Bueno, tampoco hay que exagerar porque el chiquillo hambre, lo que se dice hambre, no padece. Aunque hay que verlo comer, come más que su padre, Román, y a éste hay que echarle aparte. Pero tiene hambre, Antoñito Criado ‘El goy’, tiene hambre de toro y de vaca brava y de campo y de vestirse de torero. Lo tiene clarísimo, quiere ser torero o, por lo menos, intentarlo, a toda costa. El novillero melillense no pierde contacto con su mentor taurino, Antonio Osuna y tiene preparado su equipaje taurino para viajar de inmediato a donde el de Osuna le diga, quiere recuperar el tono.
Tras la importantísima cogida de Gor –Granada–, Goy se ha recuperado perfectamente en lo físico y en lo psíquico pero le falta recuperar el sitio y el sitio para un torero es fundamental. El sitio y el temple, el saber fijar la embestida, el dar salida al toro para volver a enhebrarlo, en fin, esas cosas que sólo se entienden viendo muchos toros y muchas faenas. El muchacho sabe que no sólo tiene que seguir aprendiendo sino que tiene que recuperar valores y ese proceso de actualización taurina sólo llega de la mano del viaje a los cuatro confines, de matar alguna res de retienta, de domar vacas bravas... de dinero.
Sí porque todo lo anterior es imposible conjugar si no es a base de pasta gansa. Criado procede de una familia humilde y trabajadora a cuyos miembros no les falta de nada, a Dios gracias, pero a la que le sobra poco. Todo el mundo curra en la familia Criado Luque, sólo hay una parada, la perra loca de Rosi, el bicho que no para de dar el follón pero que acompaña a su dueña como si fuera su mejor amiga; por lo demás, cada cual se busca la vida honradamente pero el proyecto de Antoñito es un proyecto de inversión cuantiosa y, puede, que sea a fondo perdido. Claro, esas inversiones, en el caso que nos ocupa, sólo pueden sufragarse a base de imaginación y, tal vez, de algún empujoncito que, de momento, no llega o llega en letras minúsculas. Que cada uno lea como sepa leer.
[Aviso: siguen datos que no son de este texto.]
//! Redis list sampler.
//!
//! Job queues built on Redis lists keep pending jobs in a single list key,
//! so the pending count is one `LLEN`. Connections come from a small
//! deadpool pool: the first sample connects and authenticates, later
//! samples reuse the pooled connection after a `PING` health check.

use std::time::Duration;

use async_trait::async_trait;
use deadpool_redis::{Config, Pool, Runtime};
use redis::Value;
use tracing::debug;

use qscale_core::{QueueConfig, QueueDepth};

use crate::error::QueueError;
use crate::sampler::QueueSampler;

/// Groups are sampled concurrently; one connection each is plenty.
const POOL_SIZE: usize = 4;

/// Samples list lengths from a Redis server.
pub struct RedisQueueSampler {
    pool: Pool,
    timeout: Duration,
}

impl RedisQueueSampler {
    /// Build a sampler from the queue config. Does not connect yet.
    ///
    /// `timeout` bounds each sample, connection checkout included.
    pub fn new(config: &QueueConfig, timeout: Duration) -> Result<Self, QueueError> {
        let url = connection_url(&config.url, config.password.as_deref())?;
        let pool = Config::from_url(url)
            .builder()
            .map_err(|e| QueueError::Connection(e.to_string()))?
            .max_size(POOL_SIZE)
            .runtime(Runtime::Tokio1)
            .build()
            .map_err(|e| QueueError::Connection(e.to_string()))?;
        Ok(Self { pool, timeout })
    }
}

#[async_trait]
impl QueueSampler for RedisQueueSampler {
    async fn sample(&self, key: &str) -> Result<QueueDepth, QueueError> {
        let result = tokio::time::timeout(self.timeout, async {
            let mut conn = self
                .pool
                .get()
                .await
                .map_err(|e| QueueError::Connection(e.to_string()))?;

            let value: Value = redis::cmd("LLEN")
                .arg(key)
                .query_async(&mut *conn)
                .await
                .map_err(|e| QueueError::Command(e.to_string()))?;

            parse_depth(value)
        })
        .await;

        match result {
            Ok(Ok(depth)) => {
                debug!(%key, depth, "queue sampled");
                Ok(depth)
            }
            Ok(Err(e)) => Err(e),
            Err(_) => Err(QueueError::Timeout(self.timeout)),
        }
    }
}

fn parse_depth(value: Value) -> Result<QueueDepth, QueueError> {
    match value {
        Value::Int(n) if n >= 0 => Ok(n as QueueDepth),
        Value::Int(n) => Err(QueueError::Malformed(format!("negative length {n}"))),
        other => Err(QueueError::Malformed(format!("expected integer, got {other:?}"))),
    }
}

/// Embed the pre-shared password into the Redis URL.
fn connection_url(base: &str, password: Option<&str>) -> Result<String, QueueError> {
    let mut url = url::Url::parse(base)
        .map_err(|e| QueueError::Connection(format!("invalid redis url: {e}")))?;
    if let Some(password) = password {
        url.set_password(Some(password))
            .map_err(|_| QueueError::Connection("redis url cannot carry a password".to_string()))?;
    }
    Ok(url.to_string())
}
Aquí no hay campo y el poco que hay no tiene ganaderías, fincas o plaza de tientas. Hay que coger el barco, el coche y disponer del tiempo necesario para encontrar una oportunidad. Los aspirantes a toreros del siglo XXI precisan de mucho bagaje, sobre todo económico y de mejores contactos para medir sus posibilidades reales para convertirse en matadores de toros. Algunos, caso de Adolfo Ramos, deslumbran un día y se granjean un buen apoderado que le pasea por plazas peninsulares; otros –Antonio– tienen que basar su temporada en seis, siete festejos normalmente sin trascendencia a nivel nacional o regional.
Pero Antoñito no pierde la esperanza y, por mejor tarjeta de visita, ofrece su sempiterna sonrisa, blanca, transparente, de amistad. Y la gente que funciona a base de corazón suele tener suerte en la vida. Él se la merece, él y su familia, una familia que sufre lo indecible cada vez que Román le viste de torero, cada vez que le cruje las vértebras para que se sienta relajado en las suertes, embutido en su vestido de torear. Rosi no quiere, Román sí y Antonio Criado, que es el más importante, no piensa en otra cosa que ser torero. Suerte, maestro.